21 décembre 2006
Marocaines du Golfe: traite des blanches ou ruée vers l’or noir
Chaque année, des centaines de jeunes marocaines partent vers les pays du Golfe pour travailler. La couverture est toute faite. Dans leurs contrats de travail, elles sont supposées être vendeuses, coiffeuses, serveuses, femmes de ménage ou même mannequins. En fait, elles viennent alimenter une industrie de sexe de plus en plus florissante dans la région. Les réseaux de la prostitution sont bien organisés. Ils fonctionnent grâce à un recrutement de proximité. Ce sont des femmes déjà intégrées au circuit qui s'occupent du recrutement d'amies, de voisines ou de d'autres connaissances. Une autre technique est également utilisée : les fausses annonces dans les journaux. On amène les jeunes filles avec des contrats imaginaires.
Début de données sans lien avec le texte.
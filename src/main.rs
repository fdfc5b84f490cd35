//! LedManager daemon: main entry point.
//!
//! Hexagonal architecture with a single dispatch thread.
//!
//! ```text
//! ┌────────────────────────────────────────────────────────────────┐
//! │                      Adapters (outer ring)                     │
//! │                                                                │
//! │  SysfsLedAdapter / SimulatedLeds   PersistedGroups<FileStorage>│
//! │  (PhysicalLedPort)                 (GroupStorePort)            │
//! │  LogEventSink (EventSink)          JsonConfigFile (ConfigPort) │
//! │                                                                │
//! │  ──────────────── Port Trait Boundary ───────────────────      │
//! │                                                                │
//! │  ┌────────────────────────────────────────────────────────┐    │
//! │  │          LedService (group façade)                     │    │
//! │  │  Manager (arbitration) · IdentifyFanout (overrides)    │    │
//! │  └────────────────────────────────────────────────────────┘    │
//! │                                                                │
//! │  stdin reader ──▶ request queue ──▶ Dispatcher (one thread)    │
//! └────────────────────────────────────────────────────────────────┘
//! ```
#![deny(unused_must_use)]

use std::io::BufRead;
use std::path::PathBuf;
use std::sync::mpsc::SyncSender;
use std::thread;

use anyhow::{Context, Result};
use clap::Parser;
use log::{info, warn};

use ledmanager::adapters::config_file::JsonConfigFile;
use ledmanager::adapters::group_store::PersistedGroups;
use ledmanager::adapters::log_sink::LogEventSink;
use ledmanager::adapters::sim_led::SimulatedLeds;
use ledmanager::adapters::storage::FileStorage;
use ledmanager::adapters::sysfs_led::SysfsLedAdapter;
use ledmanager::app::commands::GroupCommand;
use ledmanager::app::overrides::IdentifyFanout;
use ledmanager::app::ports::{ConfigPort, PhysicalLedPort};
use ledmanager::app::service::LedService;
use ledmanager::config::{DEFAULT_CONFIG_PATH, LedBackend, ManagerConfig};
use ledmanager::dispatch::{self, Dispatcher, Request};
use ledmanager::layout::Layout;

#[derive(Parser, Debug)]
#[command(version, about = "LED group arbitration daemon")]
struct Args {
    /// Daemon configuration file.
    #[arg(long, default_value = DEFAULT_CONFIG_PATH)]
    config: PathBuf,
}

fn main() -> Result<()> {
    let args = Args::parse();

    // ── 1. Configuration and logging ──────────────────────────
    let config = JsonConfigFile::new(&args.config)
        .load()
        .with_context(|| format!("loading {}", args.config.display()))?;
    env_logger::Builder::from_env(env_logger::Env::default().default_filter_or(&config.log_level)).init();
    info!("LedManager v{}", env!("CARGO_PKG_VERSION"));

    // ── 2. Static layout and overrides ────────────────────────
    let layout = Layout::from_file(&config.layout_path)
        .with_context(|| format!("loading layout {}", config.layout_path.display()))?;

    let mut fanout = IdentifyFanout::new();
    let registrations: Vec<_> = config
        .overrides
        .iter()
        .map(|o| (o.group.clone(), fanout.add(o.target())))
        .collect();
    let mut service = LedService::with_overrides(layout, fanout);
    for (group, id) in registrations {
        service
            .register_override(&group, id)
            .with_context(|| format!("registering override for {group}"))?;
    }

    // ── 3. Persistence ────────────────────────────────────────
    let store = PersistedGroups::new(FileStorage::new(&config.storage_dir));

    // ── 4. Physical LEDs, replay, serve ───────────────────────
    match &config.led_backend {
        LedBackend::Sysfs { root } => {
            let leds = SysfsLedAdapter::new(root);
            serve(&config, Dispatcher::new(service, store, leds, LogEventSink::new()))
        }
        LedBackend::Simulated => {
            warn!("Simulated LED backend: no physical LEDs will change");
            let leds = SimulatedLeds::from_layout(service.layout());
            serve(&config, Dispatcher::new(service, store, leds, LogEventSink::new()))
        }
    }
}

fn serve<L: PhysicalLedPort>(
    config: &ManagerConfig,
    mut dispatcher: Dispatcher<IdentifyFanout, PersistedGroups<FileStorage>, L, LogEventSink>,
) -> Result<()> {
    let report = dispatcher.start();
    for (group, reason) in &report.skipped {
        warn!("Not restored: {} ({})", group, reason);
    }

    let (tx, rx) = dispatch::queue(config.queue_depth);
    let reader = thread::Builder::new()
        .name("requests".into())
        .spawn(move || read_requests(&tx))
        .context("spawning request reader")?;

    let processed = dispatcher.run(&rx);
    info!("Dispatcher stopped after {} request(s)", processed);

    if reader.join().is_err() {
        warn!("request reader panicked");
    }
    Ok(())
}

/// Feed stdin lines into the queue, one request at a time, and print
/// each reply.  EOF shuts the dispatcher down.
fn read_requests(tx: &SyncSender<Request>) {
    let stdin = std::io::stdin();
    for line in stdin.lock().lines() {
        let Ok(line) = line else { break };
        if line.trim().is_empty() {
            continue;
        }
        let command: GroupCommand = match line.parse() {
            Ok(c) => c,
            Err(e) => {
                println!("error: {e}");
                continue;
            }
        };

        let group = command.group().to_owned();
        let (request, reply) = Request::with_reply(command);
        if tx.send(request).is_err() {
            return;
        }
        match reply.recv() {
            Ok(Ok(value)) => println!("{group} asserted={value}"),
            Ok(Err(e)) => println!("error: {e}"),
            Err(_) => return,
        }
    }
    let _ = tx.send(Request::Shutdown);
}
On les prive même de leurs passeports comme c'est le cas en Arabie Saoudite, et le tour est joué. Aux Emirats Arabes unis, passer la nuit avec un client rapporte 700 Dh à la prostituée. En plus, si elle travaille comme danseuse ou serveuse dans un cabaret, elle a droit à un extra. Le salaire mensuel d'une prostituée peut atteindre les 30.000 DH. Toujours aux Emirats, les prostituées marocaines vivent confinées dans une même maison et sont sous les ordres de la patronne. De l'aveu de celles qui ont vécu cette expérience, les clients du Golfe ont aussi la réputation d'avoir un côté pervers. Les couvertures que trouvent les prostituées pour justifier des séjours prolongés dans les pays du Golfe ne "passent" plus, avec la douane. Toute jeune fille célibataire de moins de 30 ans se voit refuser le droit de quitter le pays à destination d'un des pays du Golfe. Nos filles de joie ont toutefois trouvé la parade. Elles prennent des vols à destination de la Thaïlande avec escale à Dubaï. Astucieux.